The Kensington Dashboard, launched in March by the Mayor’s Office of Philly Stat 360, integrates data from across city departments for a holistic view of the neighborhood as the city works to make targeted improvements. Philly Stat 360 is an initiative of Mayor Cherelle Parker, using data to provide the public with a more transparent view of its government’s work and to inform decision-making, its director, Kristin Bray, chief legal counsel to the mayor, said.
One of Parker’s day 1 priorities as mayor was to improve the community, Bray said, which started with declaring a public safety emergency. Kensington specifically, Bray said, faces issues including poverty, lack of infrastructure and an open-air drug market. Community engagement was part of the process to create the dashboard, helping city officials better understand the multifaceted nature of challenges Kensington faces. Because of their complexity, officials realized policing alone will not resolve the open-air drug market. A comprehensive approach is needed.
“Allowing us to attack those co-occurring issues will help us solve and revitalize this neighborhood faster,” Bray said.
Now, people living in Kensington and elsewhere can use the dashboard to see in real time if and how different aspects of the area are changing. The site also helps city departments understand how their partners are working together to deliver services better.
Data informs the mayor’s holistic strategy to address the community drug trade, Bray said; it is focused on supporting people with access to treatment for their substance use disorders, to make them stabler members of the community.
The dashboard also includes locations where the Office of Homeless Services and the Community Life Improvement Program are coordinating support efforts; the program is one of the city’s opportunities for same-day work and pay, with low or no barriers. The availability of neighborhood-specific data also lets officials see where issues like vacant lots exist, to help drive intervention strategies.
The dashboard paints a picture of the current status of these neighborhood characteristics, but progress too; it had zero shootings in February. Notably, the data also creates insight about who is perpetrating crimes in Kensington; its residents, Bray said, are not the people getting arrested for those incidents.
“That’s one of the things that data allows us to do is beat back against myths,” she said.
The dashboard provides data transparency regarding city service complaints, showing users the service complaints response data — even when the rate of closing them on time, 33 percent in February, demonstrates room for improvement.
“But if you don’t have that data, and you don’t have that transparency with the public, you can’t change what you’re doing,” Bray said.
One way community engagement shaped this project is in reaching a consensus on defining Kensington’s borders more expansively. Residents also wanted one location where they could find all the different activities community groups were providing, for a more interconnected service approach — so the city included the Kensington Event Calendar.
The Kensington Dashboard launched in March to tackle the challenges of that single neighborhood — but the project, Bray said, is only “the tip of the iceberg.”
“We are hoping to build this out over the next year for the rest of the city,” she said, noting that in creating the dashboard, many new data sets were added into the city’s open data system as a result.
Other communities in the city face their own unique challenges, she said; one area has a significant abandoned vehicle problem, and building out data there could help target interventions.

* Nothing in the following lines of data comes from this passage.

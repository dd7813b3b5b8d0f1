//! SQLite persistence adapter.
//!
//! # Responsibility
//! - Open and configure SQLite connections and apply caller migrations.
//! - Translate compiled query plans into SQL and run them.
//! - Provide the SQLite unit of work, set and SQL executor.
//!
//! # Invariants
//! - Migration version is tracked via `PRAGMA user_version`.
//! - Every multi-statement write runs inside one savepoint.

use std::error::Error;
use std::fmt::{Display, Formatter};

pub mod migrations;
mod open;
mod render;
mod set;
mod sql_executor;
mod store;
mod tracker;
mod unit_of_work;
mod value;

pub use migrations::{Migration, MigrationSet};
pub use open::{open_db, open_db_in_memory};
pub use set::SqliteSet;
pub use sql_executor::SqliteSqlExecutor;
pub use tracker::EntryState;
pub use unit_of_work::{SqliteRepository, SqliteUnitOfWork};

pub type DbResult<T> = Result<T, DbError>;

#[derive(Debug)]
pub enum DbError {
    Sqlite(rusqlite::Error),
    UnsupportedSchemaVersion {
        db_version: u32,
        latest_supported: u32,
    },
    /// Migration versions must be positive and strictly increasing.
    InvalidMigrationOrder {
        previous: u32,
        next: u32,
    },
}

impl Display for DbError {
    fn fmt(&self, f: &mut Formatter<'_>) -> std::fmt::Result {
        match self {
            Self::Sqlite(err) => write!(f, "{err}"),
            Self::UnsupportedSchemaVersion {
                db_version,
                latest_supported,
            } => write!(
                f,
                "database schema version {db_version} is newer than supported {latest_supported}"
            ),
            Self::InvalidMigrationOrder { previous, next } => write!(
                f,
                "migration version {next} must be greater than {previous}"
            ),
        }
    }
}

impl Error for DbError {
    fn source(&self) -> Option<&(dyn Error + 'static)> {
        match self {
            Self::Sqlite(err) => Some(err),
            Self::UnsupportedSchemaVersion { .. } | Self::InvalidMigrationOrder { .. } => None,
        }
    }
}

impl From<rusqlite::Error> for DbError {
    fn from(value: rusqlite::Error) -> Self {
        Self::Sqlite(value)
    }
}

Philly Stat 360 plays a supportive role for other departments in making sure their data systems can be used for these purposes — helping them understand how to organize and digitize data so their employees and other agencies can use it effectively too.
“Because if we work together, we’re incredibly powerful — and we can make real change in the communities,” Bray said.
Other cities may use this dashboard and approach as a model. Bray recommended starting with “easy data sets,” and working with a partner that can help create data visualizations and make them accessible. She also underlined the importance of community engagement during planning: “We learned a lot from that community feedback about what we thought was important versus what the community thought was important.”